In the same way that access and open-sourced software revolutionised computing, ILIAD’s founders hope the widespread usage of kits will increase public awareness about antibiotic resistance and ultimately lead to a new antibiotic. ‘We believe science is at the point where it can no longer advance at a rapid pace with a small number of people attempting to do all the work in universities or pharmaceutical companies,’ according to its founders.

‘It’s a great idea,’ says Ruth Massey, who studies pathogenicity of Gram-positive pathogens at Bath University, UK. ‘Although the chance of enough people getting this to work well and then to chance upon a new antibiotic is slim, it’s still a chance, and we are getting to this desperate need.’

Massey says the more important aspect of this project is that it will raise public awareness in the need for new antibiotics and how it can be done. ‘We, the public, need to take responsibility for the current situation and start taking measures to address it,’ she says. ‘This project seems a really imaginative way to try this.’
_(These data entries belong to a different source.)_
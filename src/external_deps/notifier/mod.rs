//! Outbound operator notifications.
//!
//! Delivery is best effort: a notifier reports whether the message went out
//! but never fails the pipeline.

mod telegram;

pub use telegram::TelegramNotifier;

use async_trait::async_trait;
use thiserror::Error;

/// Shared interface implemented by notification channels.
#[async_trait]
pub trait Notifier: Send + Sync {
    fn name(&self) -> &'static str;

    /// Deliver `text`. Returns `false` when the message was not delivered.
    async fn send(&self, text: &str) -> bool;
}

/// Notifier used when no channel is configured.
#[derive(Debug, Clone, Copy, Default)]
pub struct DisabledNotifier;

#[async_trait]
impl Notifier for DisabledNotifier {
    fn name(&self) -> &'static str {
        "disabled"
    }

    async fn send(&self, text: &str) -> bool {
        log::debug!("notification suppressed: {text}");
        false
    }
}

#[derive(Debug, Error)]
pub enum NotifyError {
    #[error("notifier misconfigured: {0}")]
    Configuration(String),
    #[error("notification request failed: {0}")]
    Transport(#[from] reqwest::Error),
    #[error("notification rejected with HTTP {0}")]
    Rejected(u16),
}
//! HTTP transport used by the prober.
//!
//! `ProbeTransport` keeps the classification logic independent of reqwest;
//! `ReqwestTransport` is the production adapter and caches one client per
//! proxy endpoint.

use std::collections::HashMap;
use std::time::Duration;

use async_trait::async_trait;
use http::StatusCode;
use http::header::USER_AGENT;
use reqwest::{Client, Proxy};
use thiserror::Error;
use tokio::sync::Mutex;
use url::Url;

/// One outbound classification request.
#[derive(Debug, Clone)]
pub struct ProbeRequest {
    pub url: Url,
    pub proxy: String,
    pub user_agent: &'static str,
    pub timeout: Duration,
}

/// Status and body returned by the remote service.
#[derive(Debug, Clone)]
pub struct ProbeResponse {
    pub status: StatusCode,
    pub body: String,
}

impl ProbeResponse {
    pub fn new(status: StatusCode, body: impl Into<String>) -> Self {
        Self {
            status,
            body: body.into(),
        }
    }
}

#[derive(Debug, Error)]
pub enum TransportError {
    #[error("connection failed: {0}")]
    Connect(String),
    #[error("request timed out: {0}")]
    Timeout(String),
    #[error("invalid proxy endpoint {proxy}: {reason}")]
    InvalidProxy { proxy: String, reason: String },
    #[error("transport error: {0}")]
    Other(String),
}

impl TransportError {
    fn from_reqwest(err: reqwest::Error) -> Self {
        if err.is_timeout() {
            TransportError::Timeout(err.to_string())
        } else if err.is_connect() {
            TransportError::Connect(err.to_string())
        } else {
            TransportError::Other(err.to_string())
        }
    }
}

/// Sends a single GET through a given proxy.
#[async_trait]
pub trait ProbeTransport: Send + Sync {
    async fn fetch(&self, request: &ProbeRequest) -> Result<ProbeResponse, TransportError>;
}

/// Reqwest-backed transport with a client per proxy endpoint.
pub struct ReqwestTransport {
    clients: Mutex<HashMap<String, Client>>,
}

impl ReqwestTransport {
    pub fn new() -> Self {
        Self {
            clients: Mutex::new(HashMap::new()),
        }
    }

    async fn client(&self, proxy: &str, timeout: Duration) -> Result<Client, TransportError> {
        let mut guard = self.clients.lock().await;
        if let Some(client) = guard.get(proxy) {
            return Ok(client.clone());
        }

        let endpoint = proxy_url(proxy);
        let reqwest_proxy = Proxy::all(&endpoint).map_err(|err| TransportError::InvalidProxy {
            proxy: proxy.to_string(),
            reason: err.to_string(),
        })?;

        let client = Client::builder()
            .proxy(reqwest_proxy)
            .timeout(timeout)
            .build()
            .map_err(|err| TransportError::InvalidProxy {
                proxy: proxy.to_string(),
                reason: err.to_string(),
            })?;

        guard.insert(proxy.to_string(), client.clone());
        Ok(client)
    }
}

impl Default for ReqwestTransport {
    fn default() -> Self {
        Self::new()
    }
}

#[async_trait]
impl ProbeTransport for ReqwestTransport {
    async fn fetch(&self, request: &ProbeRequest) -> Result<ProbeResponse, TransportError> {
        let client = self.client(&request.proxy, request.timeout).await?;

        let response = client
            .get(request.url.clone())
            .header(USER_AGENT, request.user_agent)
            .timeout(request.timeout)
            .send()
            .await
            .map_err(TransportError::from_reqwest)?;

        let status = response.status();
        let body = response
            .text()
            .await
            .map_err(TransportError::from_reqwest)?;

        Ok(ProbeResponse { status, body })
    }
}

/// Addresses without a scheme are treated as plain HTTP proxies.
pub fn proxy_url(address: &str) -> String {
    if address.contains("://") {
        address.to_string()
    } else {
        format!("http://{address}")
    }
}

#[cfg(test)]
mod tests {
    use super::*;

    #[test]
    fn scheme_is_added_when_missing() {
        assert_eq!(proxy_url("10.0.0.1:3128"), "http://10.0.0.1:3128");
        assert_eq!(proxy_url("user:pw@10.0.0.1:3128"), "http://user:pw@10.0.0.1:3128");
        assert_eq!(proxy_url("socks5://10.0.0.1:1080"), "socks5://10.0.0.1:1080");
    }

    #[tokio::test]
    async fn clients_are_cached_per_proxy() {
        let transport = ReqwestTransport::new();
        transport
            .client("10.0.0.1:3128", Duration::from_secs(1))
            .await
            .unwrap();
        transport
            .client("10.0.0.1:3128", Duration::from_secs(1))
            .await
            .unwrap();
        transport
            .client("10.0.0.2:3128", Duration::from_secs(1))
            .await
            .unwrap();
        assert_eq!(transport.clients.lock().await.len(), 2);
    }
}
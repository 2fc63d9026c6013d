//! Remote classification of a single identifier.

pub mod backoff;
pub mod prober;
pub mod transport;
pub mod user_agents;

pub use backoff::RetryPolicy;
pub use prober::{Attempt, Outcome, ProbeError, Prober, ProberConfig, RetryableKind};
pub use transport::{ProbeRequest, ProbeResponse, ProbeTransport, ReqwestTransport, TransportError};
pub use user_agents::random_user_agent;
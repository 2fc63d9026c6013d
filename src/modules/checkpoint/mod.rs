//! Run progress and resumption state.
//!
//! The checkpoint is rewritten after every chunk so a restart loses at most
//! one chunk of work.

use std::fs;
use std::io;
use std::path::PathBuf;

use chrono::{DateTime, Utc};
use serde::{Deserialize, Serialize};
use thiserror::Error;

use crate::probe::Outcome;

/// Lifecycle of a pipeline run.
#[derive(Debug, Clone, Copy, PartialEq, Eq, Default, Serialize, Deserialize)]
#[serde(rename_all = "snake_case")]
pub enum RunStatus {
    #[default]
    Initializing,
    Running,
    Completed,
    HaltedProxies,
    HaltedEmptyInput,
    Failed,
}

impl RunStatus {
    pub fn is_terminal(&self) -> bool {
        !matches!(self, RunStatus::Initializing | RunStatus::Running)
    }
}

/// Cumulative outcome counters for the current pass.
#[derive(Debug, Clone, Copy, PartialEq, Eq, Default, Serialize, Deserialize)]
pub struct RunCounts {
    pub available: u64,
    pub taken: u64,
    pub unknown: u64,
    pub errored: u64,
    /// Identifiers left unchecked because no proxy was available.
    pub skipped: u64,
}

impl RunCounts {
    pub fn record(&mut self, outcome: Outcome) {
        match outcome {
            Outcome::Available => self.available += 1,
            Outcome::Taken => self.taken += 1,
            Outcome::Unknown => self.unknown += 1,
        }
    }

    pub fn resolved(&self) -> u64 {
        self.available + self.taken + self.unknown
    }
}

#[derive(Debug, Clone, PartialEq, Serialize, Deserialize)]
pub struct Checkpoint {
    /// Identifiers consumed from the input so far in this pass.
    pub offset: u64,
    #[serde(default)]
    pub counts: RunCounts,
    pub last_identifier: Option<String>,
    #[serde(default)]
    pub status: RunStatus,
    #[serde(default)]
    pub failure_reason: Option<String>,
    pub started_at: Option<DateTime<Utc>>,
    pub updated_at: DateTime<Utc>,
    pub last_run_time: Option<DateTime<Utc>>,
    pub next_run_estimate: Option<DateTime<Utc>>,
}

impl Default for Checkpoint {
    fn default() -> Self {
        Self {
            offset: 0,
            counts: RunCounts::default(),
            last_identifier: None,
            status: RunStatus::Initializing,
            failure_reason: None,
            started_at: None,
            updated_at: Utc::now(),
            last_run_time: None,
            next_run_estimate: None,
        }
    }
}

impl Checkpoint {
    /// Start a fresh pass, keeping only run timestamps.
    pub fn reset_pass(&mut self) {
        self.offset = 0;
        self.counts = RunCounts::default();
        self.last_identifier = None;
    }
}

#[derive(Debug, Error)]
pub enum CheckpointError {
    #[error("checkpoint io error: {0}")]
    Io(#[from] io::Error),
    #[error("checkpoint is not valid json: {0}")]
    Json(#[from] serde_json::Error),
}

/// Durable home of the checkpoint.
pub trait CheckpointStore: Send + Sync {
    fn load(&self) -> Result<Checkpoint, CheckpointError>;
    fn save(&self, checkpoint: &Checkpoint) -> Result<(), CheckpointError>;
}

/// Pretty-printed JSON file, written via a temporary sibling and renamed into
/// place.
#[derive(Debug, Clone)]
pub struct JsonCheckpointStore {
    path: PathBuf,
}

impl JsonCheckpointStore {
    pub fn new(path: impl Into<PathBuf>) -> Self {
        Self { path: path.into() }
    }
}

impl CheckpointStore for JsonCheckpointStore {
    fn load(&self) -> Result<Checkpoint, CheckpointError> {
        let contents = fs::read_to_string(&self.path)?;
        Ok(serde_json::from_str(&contents)?)
    }

    fn save(&self, checkpoint: &Checkpoint) -> Result<(), CheckpointError> {
        if let Some(parent) = self.path.parent()
            && !parent.as_os_str().is_empty()
        {
            fs::create_dir_all(parent)?;
        }

        let json = serde_json::to_string_pretty(checkpoint)?;
        let staging = self.path.with_extension("json.tmp");
        fs::write(&staging, json)?;
        fs::rename(&staging, &self.path)?;
        log::debug!("checkpoint saved at offset {}", checkpoint.offset);
        Ok(())
    }
}

#[cfg(test)]
mod tests {
    use super::*;

    #[test]
    fn counts_fold_outcomes() {
        let mut counts = RunCounts::default();
        counts.record(Outcome::Available);
        counts.record(Outcome::Taken);
        counts.record(Outcome::Taken);
        counts.record(Outcome::Unknown);
        assert_eq!(counts.available, 1);
        assert_eq!(counts.taken, 2);
        assert_eq!(counts.resolved(), 4);
    }

    #[test]
    fn missing_file_is_not_found() {
        let dir = tempfile::tempdir().unwrap();
        let store = JsonCheckpointStore::new(dir.path().join("nested").join("meta.json"));
        assert!(matches!(
            store.load(),
            Err(CheckpointError::Io(err)) if err.kind() == io::ErrorKind::NotFound
        ));
    }

    #[test]
    fn only_finished_states_are_terminal() {
        assert!(!RunStatus::Initializing.is_terminal());
        assert!(!RunStatus::Running.is_terminal());
        assert!(RunStatus::Completed.is_terminal());
        assert!(RunStatus::HaltedProxies.is_terminal());
        assert!(RunStatus::HaltedEmptyInput.is_terminal());
        assert!(RunStatus::Failed.is_terminal());
    }

    #[test]
    fn corrupt_file_is_a_json_error() {
        let dir = tempfile::tempdir().unwrap();
        let path = dir.path().join("meta.json");
        fs::write(&path, "{ not json").unwrap();
        let store = JsonCheckpointStore::new(&path);
        assert!(matches!(store.load(), Err(CheckpointError::Json(_))));
    }

    #[test]
    fn save_then_load() {
        let dir = tempfile::tempdir().unwrap();
        let store = JsonCheckpointStore::new(dir.path().join("out").join("meta.json"));
        let mut checkpoint = Checkpoint {
            offset: 150,
            last_identifier: Some("zeta".into()),
            status: RunStatus::HaltedProxies,
            ..Checkpoint::default()
        };
        checkpoint.counts.record(Outcome::Available);
        store.save(&checkpoint).unwrap();

        let loaded = store.load().unwrap();
        assert_eq!(loaded, checkpoint);

        let raw = fs::read_to_string(dir.path().join("out").join("meta.json")).unwrap();
        assert!(raw.contains("\"halted_proxies\""));
    }

    #[test]
    fn reset_pass_clears_progress() {
        let mut checkpoint = Checkpoint {
            offset: 10,
            last_identifier: Some("x".into()),
            ..Checkpoint::default()
        };
        checkpoint.counts.errored = 3;
        checkpoint.reset_pass();
        assert_eq!(checkpoint.offset, 0);
        assert_eq!(checkpoint.counts, RunCounts::default());
        assert!(checkpoint.last_identifier.is_none());
    }
}
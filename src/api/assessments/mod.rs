mod handlers;
mod templates;

use axum::{
    extract::DefaultBodyLimit,
    routing::{get, patch, post},
    Router,
};

use crate::core::state::AppState;

/// Slack on top of the file limit for multipart framing and text fields.
const MULTIPART_OVERHEAD_BYTES: usize = 64 * 1024;

pub(crate) fn router(max_upload_size_mb: u64) -> Router<AppState> {
    let body_limit = (max_upload_size_mb as usize) * 1024 * 1024 + MULTIPART_OVERHEAD_BYTES;

    Router::new()
        .route(
            "/questions/upload",
            post(handlers::upload_questions).layer(DefaultBodyLimit::max(body_limit)),
        )
        .route("/subjects/:subject_id/questions", get(handlers::list_questions))
        .route("/generate", post(handlers::generate_paper))
        .route("/papers/:paper_id", get(handlers::get_paper))
        .route("/templates", get(templates::list_templates).post(templates::create_template))
        .route(
            "/templates/:template_id",
            patch(templates::update_template).delete(templates::delete_template),
        )
}
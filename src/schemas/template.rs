use serde::{Deserialize, Serialize};
use validator::Validate;

#[derive(Debug, Deserialize)]
pub(crate) struct TemplateListQuery {
    #[serde(default, alias = "universityId")]
    pub(crate) university_id: Option<String>,
}

#[derive(Debug, Deserialize, Validate)]
pub(crate) struct TemplateCreate {
    #[validate(length(min = 1, max = 200, message = "name must be 1..200 characters"))]
    pub(crate) name: String,
    #[serde(alias = "universityId")]
    #[validate(length(min = 1, message = "university_id must not be empty"))]
    pub(crate) university_id: String,
    #[serde(default, alias = "examType")]
    pub(crate) exam_type: Option<String>,
    #[serde(default, alias = "maxMarks")]
    #[validate(range(exclusive_min = 0.0, message = "max_marks must be positive"))]
    pub(crate) max_marks: Option<f64>,
    #[serde(default = "empty_sections", alias = "sections")]
    pub(crate) config: serde_json::Value,
}

#[derive(Debug, Deserialize, Validate)]
pub(crate) struct TemplateUpdate {
    #[serde(default)]
    #[validate(length(min = 1, max = 200, message = "name must be 1..200 characters"))]
    pub(crate) name: Option<String>,
    #[serde(default, alias = "examType")]
    pub(crate) exam_type: Option<String>,
    #[serde(default, alias = "maxMarks")]
    #[validate(range(exclusive_min = 0.0, message = "max_marks must be positive"))]
    pub(crate) max_marks: Option<f64>,
    #[serde(default, alias = "sections")]
    pub(crate) config: Option<serde_json::Value>,
}

fn empty_sections() -> serde_json::Value {
    serde_json::Value::Array(Vec::new())
}

#[derive(Debug, Serialize)]
pub(crate) struct TemplateResponse {
    pub(crate) id: String,
    pub(crate) university_id: String,
    pub(crate) name: String,
    pub(crate) exam_type: Option<String>,
    pub(crate) max_marks: Option<f64>,
    pub(crate) config: serde_json::Value,
    pub(crate) created_at: String,
    pub(crate) updated_at: String,
}
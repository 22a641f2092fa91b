pub(crate) mod assessments;
pub(crate) mod errors;
pub(crate) mod handlers;
pub(crate) mod pagination;
pub(crate) mod router;
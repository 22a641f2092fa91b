use std::collections::HashSet;

use regex::Regex;

use crate::services::question_parser::DraftQuestion;

/// Matches `{id} [.)] [Ans:] {option}` pairs of a trailing answer-key section.
pub(crate) struct AnswerKeyResolver {
    pair: Regex,
}

impl AnswerKeyResolver {
    pub(crate) fn new() -> Result<Self, regex::Error> {
        Ok(Self {
            pair: Regex::new(
                r"(?i)(\d+|[IVX]+-\d+)\s*[\.\)]?\s*(?:Ans[:\s]+)?(\([a-d]\)|[a-d][\.\)])",
            )?,
        })
    }

    pub(crate) fn pairs<'a>(&self, section: &'a str) -> Vec<(String, &'a str)> {
        self.pair
            .captures_iter(section)
            .filter_map(|caps| {
                let id = caps.get(1)?.as_str().to_ascii_uppercase();
                let answer = caps.get(2)?.as_str();
                Some((id, answer))
            })
            .collect()
    }

    /// Writes matched answers into `drafts` and returns how many distinct
    /// drafts received one. A bare `5` also matches `II-5`; the first draft in
    /// document order wins. Unmatched pairs are ignored.
    pub(crate) fn apply(&self, section: &str, drafts: &mut [DraftQuestion]) -> usize {
        let mut resolved = HashSet::new();

        for (id, answer) in self.pairs(section) {
            let suffix = format!("-{id}");
            let target = drafts.iter().position(|draft| {
                draft.hierarchical_id == id || draft.hierarchical_id.ends_with(&suffix)
            });
            if let Some(idx) = target {
                drafts[idx].answer_key = answer.to_string();
                resolved.insert(idx);
            }
        }

        resolved.len()
    }
}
Other crowd-sourcing science efforts – such as FoldIt (http://fold.it/portal/), Zooniverse (https://www.zooniverse.org/) and Cancer Research UK’s Cell Slider (http://www.cellslider.net/), already recognise the power of the public.

ILIAD co-founder Josiah Zayner, from Chicago University, US, says that while these projects address data challenges, most simply harness the power of people to do busy work or play games. ‘The goal of the ILIAD Project is to not only have people participate in an open science project with consequences but to also learn and be more familiar with science by doing actual experiments,’ he says. ‘In science, we are starting to admit to ourselves that a person can still do science without a PhD and that there can still be smart and intelligent and creative people who are not trained in academia.’